Now before I riff into movie, I want to address something straight. George Lucas is only the executive producer who created the initial story for what the movie would be based on. There’s actually an exceptional amount of behind-the-scenes talent here. Gary Rydstrom, who is primarily a sound designer, directed some Pixar shorts and handled the English dubbing on Ghibli films such as The Secret World of Arrietty. He is also a co-writer, along with Irene Mecchi (The Lion King, Brave, Hercules, Hunchback of Norte Dame) and David Barenbaum, who’s resume is more cringe-inducing than promising. (Spiderwick Chronicles, Zoom, The Haunted Mansion)

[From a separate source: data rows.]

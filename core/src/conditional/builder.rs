// coursecart/src/conditional/builder.rs

//! Fluent builder for routed steps.
//!
//! ```ignore
//! pipeline
//!   .routes_for_step("process_payment")?
//!   .route("razorpay", razorpay_pipeline, |ctx| extract_razorpay(ctx))
//!   .when(|ctx| ctx.read().method == PaymentMethod::Razorpay)
//!   .route("upi", upi_pipeline, |ctx| extract_upi(ctx))
//!   .when(|ctx| ctx.read().method == PaymentMethod::Upi)
//!   .if_unmatched(Unmatched::Fail)
//!   .finalize(false);
//! ```

use crate::conditional::scope::{AnyRoute, RouteScope};
use crate::error::FlowError;
use crate::flow::{ContextData, Handler, StepControl};
use crate::pipeline::Pipeline;
use std::sync::Arc;
use tracing::{event, Level};

/// What a routed step does when no route's condition holds.
#[derive(Debug, Clone, Copy, PartialEq, Eq)]
pub enum Unmatched {
  Continue,
  Halt,
  /// Fail the run with `FlowError::NoRouteMatched`.
  Fail,
}

pub struct RouteBuilder<'pipeline, TData, Err>
where
  TData: 'static + Send + Sync,
  Err: std::error::Error + From<FlowError> + Send + Sync + 'static,
{
  pipeline: &'pipeline mut Pipeline<TData, Err>,
  step_name: String,
  routes: Vec<Arc<dyn AnyRoute<TData, Err>>>,
  unmatched: Unmatched,
}

impl<'pipeline, TData, Err> RouteBuilder<'pipeline, TData, Err>
where
  TData: 'static + Send + Sync,
  Err: std::error::Error + From<FlowError> + Send + Sync + 'static,
{
  pub(crate) fn new(pipeline: &'pipeline mut Pipeline<TData, Err>, step_name: String) -> Self {
    Self {
      pipeline,
      step_name,
      routes: Vec::new(),
      unmatched: Unmatched::Continue,
    }
  }

  /// Adds a route running `route_pipeline` on the sub-context found by
  /// `extractor`. Finish it with [`RouteConfigurator::when`].
  pub fn route<SData>(
    self,
    label: impl Into<String>,
    route_pipeline: Arc<Pipeline<SData, Err>>,
    extractor: impl Fn(&ContextData<TData>) -> Result<ContextData<SData>, FlowError> + Send + Sync + 'static,
  ) -> RouteConfigurator<'pipeline, TData, SData, Err>
  where
    SData: 'static + Send + Sync,
  {
    RouteConfigurator {
      builder: self,
      label: label.into(),
      pipeline: route_pipeline,
      extractor: Arc::new(extractor),
    }
  }

  pub fn if_unmatched(mut self, behavior: Unmatched) -> Self {
    self.unmatched = behavior;
    self
  }

  /// Installs the routing handler as the step's only `on` handler.
  ///
  /// When `optional` is true a failing route is logged and the parent
  /// pipeline continues.
  pub fn finalize(self, optional: bool) {
    let routes = Arc::new(self.routes);
    let unmatched = self.unmatched;
    let step_name = self.step_name.clone();

    let handler: Handler<TData, Err> = Box::new(move |ctx_data: ContextData<TData>| {
      let routes = routes.clone();
      let step_name = step_name.clone();
      Box::pin(async move {
        let Some(route) = routes.iter().find(|r| r.is_match(&ctx_data)) else {
          event!(Level::DEBUG, %step_name, ?unmatched, "No route matched.");
          return match unmatched {
            Unmatched::Continue => Ok(StepControl::Continue),
            Unmatched::Halt => Ok(StepControl::Halt),
            Unmatched::Fail => Err(Err::from(FlowError::NoRouteMatched { step_name })),
          };
        };
        event!(Level::DEBUG, %step_name, route = route.label(), "Route matched.");
        match route.run_route(&step_name, ctx_data.clone()).await {
          Ok(control) => Ok(control),
          Err(e) if optional => {
            event!(Level::WARN, %step_name, error = %e, "Optional routed step failed, continuing.");
            Ok(StepControl::Continue)
          }
          Err(e) => Err(e),
        }
      })
    });

    if let Some(step) = self.pipeline.steps.iter_mut().find(|s| s.name == self.step_name) {
      step.optional = optional;
    }
    self.pipeline.set_on_handler(&self.step_name, handler);
    event!(Level::DEBUG, step_name = %self.step_name, "Routed step finalized.");
  }
}

pub struct RouteConfigurator<'pipeline, TData, SData, Err>
where
  TData: 'static + Send + Sync,
  SData: 'static + Send + Sync,
  Err: std::error::Error + From<FlowError> + Send + Sync + 'static,
{
  builder: RouteBuilder<'pipeline, TData, Err>,
  label: String,
  pipeline: Arc<Pipeline<SData, Err>>,
  extractor: crate::conditional::scope::Extractor<TData, SData>,
}

impl<'pipeline, TData, SData, Err> RouteConfigurator<'pipeline, TData, SData, Err>
where
  TData: 'static + Send + Sync,
  SData: 'static + Send + Sync,
  Err: std::error::Error + From<FlowError> + Send + Sync + 'static,
{
  pub fn when(
    mut self,
    condition: impl Fn(&ContextData<TData>) -> bool + Send + Sync + 'static,
  ) -> RouteBuilder<'pipeline, TData, Err> {
    self.builder.routes.push(Arc::new(RouteScope {
      label: self.label,
      pipeline: self.pipeline,
      extractor: self.extractor,
      condition: Arc::new(condition),
    }));
    self.builder
  }
}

I’m not one for automatically assuming the biggest name on the project is immediately the cause for all its problems. I already see it too much with Michael Bay being blamed for 2014’s TMNT or Christopher Nolan being blamed for Man of Steel because the people were trying to ape their styles. That’s like saying Transformers is Stephen Spielberg’s fault for being an executive producer. There’s so much to blame here from the writing, to directing, voice acting, and overwhelming amount of songs played that everyone had to be not trying or failing exponentially.

But I will go on record saying that after seeing this movie, I would happily watch any movie from the Star Wars Prequel Trilogy instead of Strange Magic again.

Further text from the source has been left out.